La persecución de seguidores y de palmeros nos hace perder el norte en muchas ocasiones y esto, sumado a esa obsesión por provocar la risa, nos lleva a meternos en jardines frondosos en los que ni el uniforme de camuflaje te salva.
Un ejemplo claro es el revuelo, desproporcionado para mi gusto, con los chistes sobre Carrero Blanco de la tuitera Cassandra, a la que quieren enchironar cuando, la verdad, ha bromeado sobre un personaje de quien se ha hecho más de un chiste, y de dos, en este país.
Vamos a ver, pertenecemos a una tierra de graciosos, nos hemos reído toda la vida de los discapacitados, de los gangosos, de algunas etnias, de monjas, de la Guardia Civil, del presidente del Gobierno (pasados y presente) y luego está Lepe. Nunca se han puesto puertas al inmenso campo de la gracia. Yo misma he hecho chistes poco afortunados, claro que me considero suficientemente avispada como para no publicarlos. Ahí está una de las claves, para dar a conocer al inmenso mundo una ocurrencia, hay que tener ciertos principios y saber que lo que digas en las redes, dicho queda y tiene una repercusión imposible de controlar.
Si ya, por nuestra propia idiosincrasia, nos reímos de todo, ahora además, cuando algo nos hace gracia lo compartimos sin pensar y para colmo nos lo aplauden nuestros seguidores, lo que nos llena de orgullo y satisfacción, así que ¿qué queremos? ¿respeto para todos? ¿tolerancia para los de mi pueblo? ¿que se imponga una censura sobre algunos temas? ¿libertad de expresión para todos y sobre todo? Primero vamos a aclararnos y a no crear alarmas falsas y aterradoras cuando el chiste ofende a un sector social cañero y malintencionado o simplemente viene de un tuitero a quien se la tenemos jurada por lo que sea.
En igual proporción, somos graciosos, criticones y no nos tiembla el pulso para condenar e insultar a alguien.
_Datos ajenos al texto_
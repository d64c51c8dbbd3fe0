//! Idempotent resource primitives (check + apply pattern).
pub mod fs;
pub mod layout_file;

use anyhow::Result;

/// Minimal interface for resources that can be described and applied.
pub trait Applicable {
    /// Human-readable description of this resource.
    fn description(&self) -> String;

    /// Apply the resource change.
    ///
    /// This method should:
    /// - Create parent directories if needed
    /// - Update the resource to match the desired state
    /// - Return the appropriate `ResourceChange` result
    ///
    /// # Errors
    ///
    /// Returns an error if the resource cannot be applied due to I/O failures,
    /// permission issues, invalid paths, or other system errors.
    fn apply(&self) -> Result<ResourceChange>;
}

/// State of a resource.
///
/// # Examples
///
/// ```
/// use layout_cli::resources::ResourceState;
///
/// let missing = ResourceState::Missing;
/// let correct = ResourceState::Correct;
/// let wrong = ResourceState::Incorrect { current: "12 lines differ".into() };
/// let skip = ResourceState::Invalid { reason: "target is a directory".into() };
///
/// assert_ne!(missing, correct);
/// assert_eq!(correct, ResourceState::Correct);
/// ```
#[derive(Debug, Clone, PartialEq, Eq)]
pub enum ResourceState {
    /// Resource does not exist or is not present.
    Missing,
    /// Resource exists and matches the desired state.
    Correct,
    /// Resource exists but does not match the desired state.
    Incorrect {
        /// The current value of the resource.
        current: String,
    },
    /// Resource cannot be applied (e.g., target is a directory).
    Invalid {
        /// Reason why the resource cannot be applied.
        reason: String,
    },
}

/// Result of applying a resource change.
///
/// # Examples
///
/// ```
/// use layout_cli::resources::ResourceChange;
///
/// let applied = ResourceChange::Applied;
/// let noop = ResourceChange::AlreadyCorrect;
/// let skipped = ResourceChange::Skipped { reason: "target is a directory".into() };
///
/// assert_eq!(applied, ResourceChange::Applied);
/// assert_ne!(applied, noop);
/// ```
#[derive(Debug, Clone, PartialEq, Eq)]
pub enum ResourceChange {
    /// Resource was created or updated.
    Applied,
    /// Resource was already correct (no change needed).
    AlreadyCorrect,
    /// Resource was skipped.
    Skipped {
        /// Reason why the resource was skipped.
        reason: String,
    },
}

/// Unified interface for resources that can be checked and applied.
///
/// # Examples
///
/// ```ignore
/// // All resources follow the same check-then-apply pattern:
/// let state = resource.current_state()?;
/// if resource.needs_change()? {
///     resource.apply()?;
/// }
/// ```
pub trait Resource: Applicable {
    /// Check the current state of the resource.
    ///
    /// # Errors
    ///
    /// Returns an error if the resource state cannot be determined due to I/O failures,
    /// permission issues, or other system errors.
    fn current_state(&self) -> Result<ResourceState>;

    /// Determine if the resource needs to be changed.
    ///
    /// # Errors
    ///
    /// Returns an error if the current state cannot be determined (propagates errors from
    /// `current_state()`).
    fn needs_change(&self) -> Result<bool> {
        Ok(matches!(
            self.current_state()?,
            ResourceState::Missing | ResourceState::Incorrect { .. }
        ))
    }
}
impl Domain {
    /// Create an empty named domain.
    #[must_use]
    pub fn new(name: impl Into<String>) -> Self {
        Self {
            name: Some(name.into()),
            raw_lines: Vec::new(),
            services: Vec::new(),
        }
    }

    /// Create the unnamed block holding lines before the first header.
    #[must_use]
    pub const fn preamble(raw_lines: Vec<String>) -> Self {
        Self {
            name: None,
            raw_lines,
            services: Vec::new(),
        }
    }

    /// Domain name, `None` for the preamble.
    #[must_use]
    pub fn name(&self) -> Option<&str> {
        self.name.as_deref()
    }

    /// A domain is commented when all of its services are (vacuously true
    /// for a domain without services).
    #[must_use]
    pub fn is_commented(&self) -> bool {
        self.services.iter().all(Service::is_commented)
    }

    /// Comment out every service in the domain.
    ///
    /// There is no inverse: enabling services is done per service.
    pub fn comment_out(&mut self) {
        for service in &mut self.services {
            service.set_commented(true);
        }
    }

    /// Append a service to the domain.
    pub fn push_service(&mut self, service: Service) {
        self.services.push(service);
    }
}

/// A single service block.
///
/// `raw_lines` are kept exactly as read; the serializer decides per line
/// whether it is reproduced, disabled, or re-enabled.
#[derive(Debug, Clone, PartialEq, Eq)]
pub struct Service {
    name: String,
    raw_lines: Vec<String>,
    /// Desired properties; the serializer brings the lines in line with them.
    pub properties: Properties,
    commented: bool,
    /// Every non-blank line of `raw_lines` carries a disable marker.
    disabled_in_source: bool,
    /// Disabled in the source and holding at least one disabled property,
    /// so the block is a commented service rather than a note.
    marked_in_source: bool,
}

impl Service {
    /// Create a new, enabled service carrying `properties`.
    ///
    /// The block starts with a single blank separator line; property lines
    /// are written in front of it on serialization.
    #[must_use]
    pub fn new(name: impl Into<String>, properties: Properties) -> Self {
        Self {
            name: name.into(),
            raw_lines: vec![String::new()],
            properties,
            commented: false,
            disabled_in_source: false,
            marked_in_source: false,
        }
    }

    /// Build a service from the body lines of a parsed block.
    ///
    /// A block whose non-blank lines all carry the disable marker, at least
    /// one of them a disabled `key=value`, is a commented service; its
    /// properties are read from the lines with one marker removed. A block
    /// holding only comments is an enabled service without properties.
    #[must_use]
    pub fn from_lines(name: impl Into<String>, raw_lines: Vec<String>) -> Self {
        let content: Vec<&str> = raw_lines
            .iter()
            .map(String::as_str)
            .filter(|l| !properties::is_blank(l))
            .collect();
        let disabled = !content.is_empty() && content.iter().all(|l| properties::is_disabled(l));
        let marked = disabled
            && content
                .iter()
                .any(|l| properties::parse_line(properties::strip_marker(l)).is_some());

        let properties = if marked {
            properties::derive(raw_lines.iter().map(|l| properties::strip_marker(l)))
        } else {
            properties::derive(raw_lines.iter().map(String::as_str))
        };

        Self {
            name: name.into(),
            raw_lines,
            properties,
            commented: marked,
            disabled_in_source: disabled,
            marked_in_source: marked,
        }
    }

    /// Service type (the part after `/` in the header).
    #[must_use]
    pub fn name(&self) -> &str {
        &self.name
    }

    /// Body lines as read from the file.
    #[must_use]
    pub fn raw_lines(&self) -> &[String] {
        &self.raw_lines
    }

    /// Whether the service is disabled.
    #[must_use]
    pub const fn is_commented(&self) -> bool {
        self.commented
    }

    /// Enable or disable the service.
    pub const fn set_commented(&mut self, commented: bool) {
        self.commented = commented;
    }

    /// Whether the block was a commented service in the source.
    #[must_use]
    pub const fn marked_in_source(&self) -> bool {
        self.marked_in_source
    }

    /// Whether every non-blank source line was already disabled, so that a
    /// disabled service can be written back exactly as read.
    #[must_use]
    pub const fn disabled_in_source(&self) -> bool {
        self.disabled_in_source
    }

    /// The enabled form of a raw line: the line itself, or with one disable
    /// marker removed when the block was commented in the source.
    #[must_use]
    pub fn content_of<'a>(&self, raw: &'a str) -> &'a str {
        if self.marked_in_source && properties::is_disabled(raw) {
            properties::strip_marker(raw)
        } else {
            raw
        }
    }
}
Hace nada he leído el siguiente comentario: “Dais más asco que la mierda que os coméis por las mañanas”. Perdonadme si peco de mojigata, pero he flipado, y no es la primera vez. He llegado a cerrar los ojos ante el escándalo de hordas vociferando, echando espumarajos por la boca, contra un personaje que es de ideología contraria. ¡Qué miedo!
Yo, para mis adentros, me cago en todo, pero no lo publico. No debo. Así que el límite debe estar en nosotros mismos, en nuestro código ético. Que tengo solo 50 amigos en Facebook o 30 seguidores en Twitter, me da exactamente igual. No es algo vital. Para nadie. Prefiero a dos personas cabales que a un ejército que me dispara desde cualquier flanco.
En definitiva, si tengo que elegir entre el chiste y el insulto, me quedo con el primero. Pero condenar a un persona por unas gracietas sobre un político (asesinado, es verdad, y que, como se decía no hace mucho, que el Señor lo tenga en su gloria) es ir contra natura, es otro chiste, y este sí, de muy mal gusto.